Nelson has contributed to national policy discussions on inequality and about the social implications of new technologies, including artificial intelligence, big data, and human gene-editing. She serves on the board of directors of the Data & Society Research Institute and the Center for Research Libraries, as well as the board for African-American Programs at Monticello. Nelson sits on the academic council of the A.I. Now Institute and the steering committee of the Eric H. Holder Initiative for Civil and Political Rights. A member of the editorial boards of Social Studies of Science and Public Culture, her essays, reviews, and commentary have appeared in the New York Times, the Washington Post, the Wall Street Journal, Science, Le Nouvel Observateur, the Boston Globe, and on National Public Radio, the PBS Newshour and MSNBC, among other venues.
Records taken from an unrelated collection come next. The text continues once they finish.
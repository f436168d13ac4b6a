//! Bearer token storage and the global logout signal.

use std::path::PathBuf;
use std::sync::Arc;

use secrecy::{ExposeSecret, SecretString};
use tokio::sync::{RwLock, broadcast};

use crate::error::ClientError;

/// Why the session ended.
#[derive(Debug, Clone, Copy, PartialEq, Eq)]
pub enum LogoutReason {
    /// The user logged out.
    UserRequested,
    /// The server rejected the token with a 401.
    Expired,
}

/// Holds the current access token, optionally persisted to a file.
///
/// Every part of the client shares one session. When a request comes back
/// 401 the session is cleared and a [`LogoutReason::Expired`] event is sent
/// to all subscribers, which is how the UI learns it must return to login.
pub struct AuthSession {
    token: RwLock<Option<SecretString>>,
    token_file: Option<PathBuf>,
    logout_tx: broadcast::Sender<LogoutReason>,
}

impl AuthSession {
    /// Session without persistence.
    pub fn in_memory() -> Arc<Self> {
        Self::build(None, None)
    }

    /// Session persisted at `token_file`, restoring a previously saved token.
    pub async fn load(token_file: Option<PathBuf>) -> Result<Arc<Self>, ClientError> {
        let token = match token_file {
            Some(ref path) if tokio::fs::try_exists(path).await? => {
                let raw = tokio::fs::read_to_string(path).await?;
                let raw = raw.trim();
                (!raw.is_empty()).then(|| SecretString::from(raw.to_string()))
            }
            _ => None,
        };
        Ok(Self::build(token, token_file))
    }

    fn build(token: Option<SecretString>, token_file: Option<PathBuf>) -> Arc<Self> {
        let (logout_tx, _rx) = broadcast::channel(8);
        Arc::new(Self {
            token: RwLock::new(token),
            token_file,
            logout_tx,
        })
    }

    pub fn subscribe(&self) -> broadcast::Receiver<LogoutReason> {
        self.logout_tx.subscribe()
    }

    pub async fn is_authenticated(&self) -> bool {
        self.token.read().await.is_some()
    }

    /// `Authorization` header value for the current token.
    pub async fn authorization(&self) -> Option<String> {
        self.token
            .read()
            .await
            .as_ref()
            .map(|t| format!("Bearer {}", t.expose_secret()))
    }

    pub async fn set_token(&self, token: String) -> Result<(), ClientError> {
        if let Some(ref path) = self.token_file {
            if let Some(parent) = path.parent() {
                tokio::fs::create_dir_all(parent).await?;
            }
            tokio::fs::write(path, &token).await?;
        }
        *self.token.write().await = Some(SecretString::from(token));
        Ok(())
    }

    /// Drop the token and notify subscribers. Does nothing when already
    /// logged out, so concurrent 401s produce a single event.
    pub async fn end(&self, reason: LogoutReason) {
        let had_token = self.token.write().await.take().is_some();
        if !had_token {
            return;
        }
        if let Some(ref path) = self.token_file {
            if let Err(e) = tokio::fs::remove_file(path).await {
                tracing::warn!(path = %path.display(), error = %e, "Failed to remove token file");
            }
        }
        tracing::info!(?reason, "Session ended");
        let _ = self.logout_tx.send(reason);
    }
}
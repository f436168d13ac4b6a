//! Chat controller: conversation list management and message sending on top
//! of [`ChatStore`].

use std::sync::Arc;

use chrono::Utc;
use tokio::sync::broadcast;
use uuid::Uuid;

use super::api::ChatApi;
use super::chat_store::{
    ChatAction, ChatMessageView, ChatStore, ConversationEntry, ConversationId, MessageStatus,
    ToolCallView,
};
use super::session::{AuthSession, LogoutReason};
use crate::chat::model::{ChatRequest, ChatResponse, MessageRole, title_preview};
use crate::error::ClientError;

/// Error shown when a chat call comes back 401.
pub const SESSION_EXPIRED: &str = "Session expired. Redirecting to login...";

/// Sent when the assistant ran a tool that changed tasks.
#[derive(Debug, Clone, Copy, PartialEq, Eq)]
pub struct TaskRefresh;

pub struct ChatController {
    api: Arc<dyn ChatApi>,
    session: Arc<AuthSession>,
    store: Arc<ChatStore>,
    user_id: i64,
    task_refresh: broadcast::Sender<TaskRefresh>,
}

impl ChatController {
    pub fn new(
        api: Arc<dyn ChatApi>,
        session: Arc<AuthSession>,
        store: Arc<ChatStore>,
        user_id: i64,
    ) -> Self {
        let (task_refresh, _rx) = broadcast::channel(16);
        Self {
            api,
            session,
            store,
            user_id,
            task_refresh,
        }
    }

    pub fn store(&self) -> &Arc<ChatStore> {
        &self.store
    }

    pub fn subscribe_task_refresh(&self) -> broadcast::Receiver<TaskRefresh> {
        self.task_refresh.subscribe()
    }

    /// Record a failure in the store. A 401 also ends the session.
    async fn fail(&self, error: &ClientError) {
        if error.is_unauthorized() {
            self.session.end(LogoutReason::Expired).await;
            self.store.dispatch(ChatAction::SetError(SESSION_EXPIRED.to_string()));
        } else {
            self.store.dispatch(ChatAction::SetError(error.to_string()));
        }
    }

    /// Load the server's conversation list. Local placeholders stay on top.
    pub async fn fetch_conversations(&self) -> Result<(), ClientError> {
        self.store.dispatch(ChatAction::SetLoading(true));
        let result = self.api.list_conversations().await;
        match result {
            Ok(ref conversations) => {
                let mut entries: Vec<ConversationEntry> = self
                    .store
                    .state()
                    .conversations
                    .into_iter()
                    .filter(|c| c.id.is_temporary())
                    .collect();
                entries.extend(conversations.iter().map(ConversationEntry::from_server));
                self.store.dispatch(ChatAction::SetConversations(entries));
            }
            Err(ref e) => self.fail(e).await,
        }
        self.store.dispatch(ChatAction::SetLoading(false));
        result.map(|_| ())
    }

    /// Start a local conversation and make it active.
    pub fn new_conversation(&self) -> ConversationId {
        let entry = ConversationEntry::new_temporary();
        let id = entry.id.clone();
        let mut conversations = self.store.state().conversations;
        conversations.insert(0, entry);
        self.store.dispatch(ChatAction::SetConversations(conversations));
        self.store
            .dispatch(ChatAction::SetActiveConversation(Some(id.clone())));
        id
    }

    /// Activate a conversation. Temporary ids never touch the network.
    pub async fn load_conversation(&self, id: ConversationId) -> Result<(), ClientError> {
        let server_id = match id {
            ConversationId::Temporary(_) => {
                let conversations = self
                    .store
                    .state()
                    .conversations
                    .into_iter()
                    .map(|mut c| {
                        if c.id == id {
                            c.messages.clear();
                        }
                        c
                    })
                    .collect();
                self.store.dispatch(ChatAction::SetConversations(conversations));
                self.store.dispatch(ChatAction::SetActiveConversation(Some(id)));
                return Ok(());
            }
            ConversationId::Server(server_id) => server_id,
        };

        self.store.dispatch(ChatAction::SetLoading(true));
        let result = self.api.get_conversation(server_id).await;
        match result {
            Ok(ref detail) => {
                let mut loaded = ConversationEntry::from_server(&detail.conversation);
                loaded.messages = detail
                    .messages
                    .iter()
                    .map(ChatMessageView::from_stored)
                    .collect();

                let mut conversations = self.store.state().conversations;
                match conversations.iter_mut().find(|c| c.id == id) {
                    Some(existing) => *existing = loaded,
                    None => conversations.insert(0, loaded),
                }
                self.store.dispatch(ChatAction::SetConversations(conversations));
                self.store.dispatch(ChatAction::SetActiveConversation(Some(id)));
            }
            Err(ref e) => self.fail(e).await,
        }
        self.store.dispatch(ChatAction::SetLoading(false));
        result.map(|_| ())
    }

    /// Delete a conversation. Temporary ones are only removed locally.
    pub async fn delete_conversation(&self, id: ConversationId) -> Result<(), ClientError> {
        if let ConversationId::Server(server_id) = id
            && let Err(e) = self.api.delete_conversation(server_id).await
        {
            self.fail(&e).await;
            return Err(e);
        }

        let state = self.store.state();
        let conversations = state
            .conversations
            .into_iter()
            .filter(|c| c.id != id)
            .collect();
        self.store.dispatch(ChatAction::SetConversations(conversations));
        if state.active.as_ref() == Some(&id) {
            self.store.dispatch(ChatAction::SetActiveConversation(None));
        }
        tracing::debug!(conversation = %id, "Conversation removed");
        Ok(())
    }

    /// Send `text` in the active conversation, starting one if none is
    /// active. Blank text is ignored.
    pub async fn send_message(&self, text: &str) -> Result<Option<ChatResponse>, ClientError> {
        if text.trim().is_empty() {
            return Ok(None);
        }

        let conversation = match self.store.state().active {
            Some(id) => id,
            None => self.new_conversation(),
        };

        let user_message_id = format!("temp-{}", Uuid::new_v4());
        self.store.dispatch(ChatAction::AddMessage(ChatMessageView {
            id: user_message_id.clone(),
            role: MessageRole::User,
            content: text.to_string(),
            created_at: Utc::now(),
            status: MessageStatus::Sending,
            tool_calls: Vec::new(),
        }));
        self.store.dispatch(ChatAction::SetTyping(true));

        let request = ChatRequest {
            user_id: self.user_id,
            message: text.to_string(),
            conversation_id: conversation.server_id(),
        };
        let result = self.api.send_message(&request).await;

        match result {
            Ok(ref response) => {
                self.store.dispatch(ChatAction::UpdateMessage {
                    id: user_message_id,
                    status: MessageStatus::Sent,
                });
                self.store
                    .dispatch(ChatAction::AddMessage(assistant_message(response)));

                if conversation.is_temporary() {
                    self.store.dispatch(ChatAction::ReconcileConversation {
                        temporary: conversation,
                        server_id: response.conversation_id,
                        title: Some(title_preview(text)),
                    });
                }
                if !response.success {
                    let message = response
                        .error_message
                        .clone()
                        .unwrap_or_else(|| "The assistant could not answer".to_string());
                    self.store.dispatch(ChatAction::SetError(message));
                }
                if response
                    .tool_calls_executed
                    .iter()
                    .any(|call| call.name.contains("task"))
                {
                    let _ = self.task_refresh.send(TaskRefresh);
                }
            }
            Err(ref e) => {
                self.store.dispatch(ChatAction::UpdateMessage {
                    id: user_message_id,
                    status: MessageStatus::Error,
                });
                self.fail(e).await;
            }
        }

        self.store.dispatch(ChatAction::SetTyping(false));
        result.map(Some)
    }
}

fn assistant_message(response: &ChatResponse) -> ChatMessageView {
    let batch = Uuid::new_v4();
    ChatMessageView {
        id: format!("msg-{}", Uuid::new_v4()),
        role: response.message.role,
        content: response.message.content.clone(),
        created_at: Utc::now(),
        status: MessageStatus::Sent,
        tool_calls: response
            .tool_calls_executed
            .iter()
            .enumerate()
            .map(|(i, call)| ToolCallView::from_executed(format!("tc-{batch}-{i}"), call))
            .collect(),
    }
}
Nelson is chair of the American Sociological Association Section on Science, Knowledge, and Technology and an elected fellow of the Sociological Research Association. She is a former member of the World Economic Forum Network on A.I., the Internet of Things, and Trust; of the NSF-sponsored Council on Big Data, Ethics, and Society; and of the Board of Governors of the the Atlantic Philanthropies Fellowship for Racial Equity. Nelson was previously elected to the Executive Committee of the Eastern Sociological Society and the Council of the Society for Social Studies of Science. Until 2017, she was the Academic Curator for the YWCA of the City of New York and is currently a director of the Brotherhood Sister Sol, a Harlem-based youth development organization.
Raised in Southern California, Nelson is a Phi Beta Kappa graduate of the University of California at San Diego. She earned her PhD from New York University in 2003. She lives in New York City.